Fitch said that while the debt ceiling – America’s legislative cap on funding government spending with borrowing – may still be moved, a lack of political consensus on raising or suspending the limit could increase the risk of a US credit default.

“Fitch believes that the debt limit will be raised or suspended in time to avert a default event, but if this were not done in a timely manner, political brinkmanship and reduced financing flexibility could increase the risk of a US sovereign default,” the ratings firm wrote in a memo. In the case of a missed payment, Fitch said it would downgrade the US rating until the default event was cured.
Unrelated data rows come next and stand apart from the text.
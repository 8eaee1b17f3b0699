//! Main CLI application structure

use std::path::PathBuf;

use anyhow::Result;
use clap::{Parser, Subcommand};

use super::output::{Output, OutputFormat};
use super::{hooks_cmd, logging, render_cmd};
use crate::storage::Config;

#[derive(Parser)]
#[command(name = "dcf")]
#[command(author, version, about = "Render taxonomy terms and custom fields around post content")]
#[command(propagate_version = true)]
pub struct Cli {
    /// Output format
    #[arg(long, short = 'f', global = true, default_value = "text")]
    pub format: OutputFormat,

    /// Enable debug logging on stderr
    #[arg(long, short = 'v', global = true)]
    pub verbose: bool,

    /// Configuration file (defaults to ./dcf.toml, then the global config)
    #[arg(long, short = 'c', global = true, env = "DCF_CONFIG")]
    pub config: Option<PathBuf>,

    #[command(subcommand)]
    pub command: Commands,
}

#[derive(Subcommand)]
pub enum Commands {
    /// Render a post's content with the information block
    Render(render_cmd::RenderArgs),

    /// Show the label/value rows that would be rendered for a post
    Fields(render_cmd::FieldsArgs),

    /// List registered hook callbacks in execution order
    Hooks,

    /// Register the stylesheet and show its versioned URL
    Stylesheet {
        /// Directory the stylesheet path is relative to
        #[arg(long)]
        base: Option<PathBuf>,
    },
}

/// Main entry point for the CLI
pub fn run() -> Result<()> {
    let cli = Cli::parse();
    let output = Output::new(cli.format);

    let config = Config::load(cli.config.as_deref())?;
    logging::init(&config.logging, cli.verbose);

    tracing::debug!(
        config = ?config.source,
        css_class = %config.display.css_class,
        placement = config.display.placement.as_str(),
        on_callback_error = config.display.on_callback_error.as_str(),
        "configuration loaded"
    );

    match cli.command {
        Commands::Render(args) => render_cmd::render(&output, &config, &args)?,
        Commands::Fields(args) => render_cmd::fields(&output, &config, &args)?,
        Commands::Hooks => hooks_cmd::list(&output, &config)?,
        Commands::Stylesheet { base } => hooks_cmd::stylesheet(&output, config, base)?,
    }

    tracing::debug!("command completed");
    Ok(())
}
The memo then detailed once unthinkable considerations Fitch would take in assessing US creditworthiness: “willingness to pay, the effectiveness of government and political institutions, the coherence and credibility of economic policy, the potential long-term impact on the government’s cost of funding and cost of capital for the economy as a whole, and the implications for long-term economic growth.”

Fitch has had a negative outlook on the US’s AAA rating since July 2020.

The Fitch statement came a day after S&P Global Ratings said an unprecedented US default would result in a credit downgrade to a D rating, the lowest possible.

“We don’t think it’s going to happen,” Joydeep Mukherji, a S&P US credit analyst, told Reuters.

But if the US were to default on even a single instrument, “no one knows what the impact is,” Mukherji said. “We don’t know, we don’t want to know but it’s going to be big.”

On Tuesday, Treasury Secretary Janet Yellen announced that the government would exhaust its cash resources by October 18 if the debt limit was not raised.